Recorded data
========

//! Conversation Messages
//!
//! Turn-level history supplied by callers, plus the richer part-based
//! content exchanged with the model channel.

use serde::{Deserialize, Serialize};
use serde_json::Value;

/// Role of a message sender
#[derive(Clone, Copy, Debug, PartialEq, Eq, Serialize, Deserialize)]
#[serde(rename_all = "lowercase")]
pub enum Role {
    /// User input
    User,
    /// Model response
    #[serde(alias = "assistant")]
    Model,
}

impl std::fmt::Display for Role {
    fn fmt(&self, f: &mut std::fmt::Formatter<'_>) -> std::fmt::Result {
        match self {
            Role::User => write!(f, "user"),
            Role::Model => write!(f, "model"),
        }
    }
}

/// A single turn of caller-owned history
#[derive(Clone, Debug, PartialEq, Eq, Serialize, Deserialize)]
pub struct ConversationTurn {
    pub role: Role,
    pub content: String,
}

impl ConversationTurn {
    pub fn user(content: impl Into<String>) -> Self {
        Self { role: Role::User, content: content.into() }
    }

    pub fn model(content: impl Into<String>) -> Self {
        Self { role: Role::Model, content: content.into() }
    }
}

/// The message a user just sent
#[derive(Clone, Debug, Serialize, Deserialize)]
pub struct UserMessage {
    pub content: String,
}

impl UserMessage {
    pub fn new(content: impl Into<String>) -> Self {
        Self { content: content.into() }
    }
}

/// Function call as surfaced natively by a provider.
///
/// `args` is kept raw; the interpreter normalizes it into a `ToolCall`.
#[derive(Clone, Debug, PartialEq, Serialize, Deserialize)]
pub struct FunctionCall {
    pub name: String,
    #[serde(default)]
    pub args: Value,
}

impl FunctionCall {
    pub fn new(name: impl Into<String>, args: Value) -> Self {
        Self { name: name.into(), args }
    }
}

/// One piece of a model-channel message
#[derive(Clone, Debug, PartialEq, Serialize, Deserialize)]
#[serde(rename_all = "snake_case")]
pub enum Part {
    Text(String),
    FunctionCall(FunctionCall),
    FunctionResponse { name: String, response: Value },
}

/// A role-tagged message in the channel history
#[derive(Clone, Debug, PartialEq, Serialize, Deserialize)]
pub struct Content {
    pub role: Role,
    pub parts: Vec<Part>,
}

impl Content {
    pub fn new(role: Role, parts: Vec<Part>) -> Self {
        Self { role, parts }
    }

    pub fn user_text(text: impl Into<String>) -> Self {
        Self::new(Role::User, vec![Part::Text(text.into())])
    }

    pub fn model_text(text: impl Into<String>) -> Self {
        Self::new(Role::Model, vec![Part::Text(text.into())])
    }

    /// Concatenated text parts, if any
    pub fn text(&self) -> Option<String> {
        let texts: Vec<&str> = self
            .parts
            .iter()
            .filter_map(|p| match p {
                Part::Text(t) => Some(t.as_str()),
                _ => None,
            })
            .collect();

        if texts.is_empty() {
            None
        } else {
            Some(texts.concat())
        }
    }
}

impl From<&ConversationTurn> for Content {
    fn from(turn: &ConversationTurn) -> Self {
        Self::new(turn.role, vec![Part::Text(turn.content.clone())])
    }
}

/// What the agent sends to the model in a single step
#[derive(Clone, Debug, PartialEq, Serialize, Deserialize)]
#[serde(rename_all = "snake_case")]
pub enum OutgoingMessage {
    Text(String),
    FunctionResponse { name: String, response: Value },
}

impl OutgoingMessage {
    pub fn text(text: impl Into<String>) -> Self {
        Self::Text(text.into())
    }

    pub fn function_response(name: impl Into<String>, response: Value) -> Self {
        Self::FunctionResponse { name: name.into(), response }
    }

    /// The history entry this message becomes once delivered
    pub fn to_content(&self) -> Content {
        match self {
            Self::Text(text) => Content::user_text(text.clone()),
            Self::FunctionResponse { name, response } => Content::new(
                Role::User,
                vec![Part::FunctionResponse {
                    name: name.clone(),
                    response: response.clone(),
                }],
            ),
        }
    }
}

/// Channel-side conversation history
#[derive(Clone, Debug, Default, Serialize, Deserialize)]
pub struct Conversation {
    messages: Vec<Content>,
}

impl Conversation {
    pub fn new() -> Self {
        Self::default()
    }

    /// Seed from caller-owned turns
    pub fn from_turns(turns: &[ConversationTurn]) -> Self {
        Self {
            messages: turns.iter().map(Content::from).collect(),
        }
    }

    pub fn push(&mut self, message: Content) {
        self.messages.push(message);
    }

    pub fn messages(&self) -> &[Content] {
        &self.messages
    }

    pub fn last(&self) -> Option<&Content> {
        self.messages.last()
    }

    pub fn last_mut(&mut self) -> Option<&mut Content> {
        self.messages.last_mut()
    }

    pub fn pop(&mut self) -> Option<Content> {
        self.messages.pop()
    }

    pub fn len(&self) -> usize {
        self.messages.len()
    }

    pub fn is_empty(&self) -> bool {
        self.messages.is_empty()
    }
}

========

Task prompt.
Write down again the exact lines running from the beginning of the data to the line containing "impl std::fmt::Display for", with both ends included.

Task output.
//! Conversation Messages
//!
//! Turn-level history supplied by callers, plus the richer part-based
//! content exchanged with the model channel.

use serde::{Deserialize, Serialize};
use serde_json::Value;

/// Role of a message sender
#[derive(Clone, Copy, Debug, PartialEq, Eq, Serialize, Deserialize)]
#[serde(rename_all = "lowercase")]
pub enum Role {
    /// User input
    User,
    /// Model response
    #[serde(alias = "assistant")]
    Model,
}

impl std::fmt::Display for Role {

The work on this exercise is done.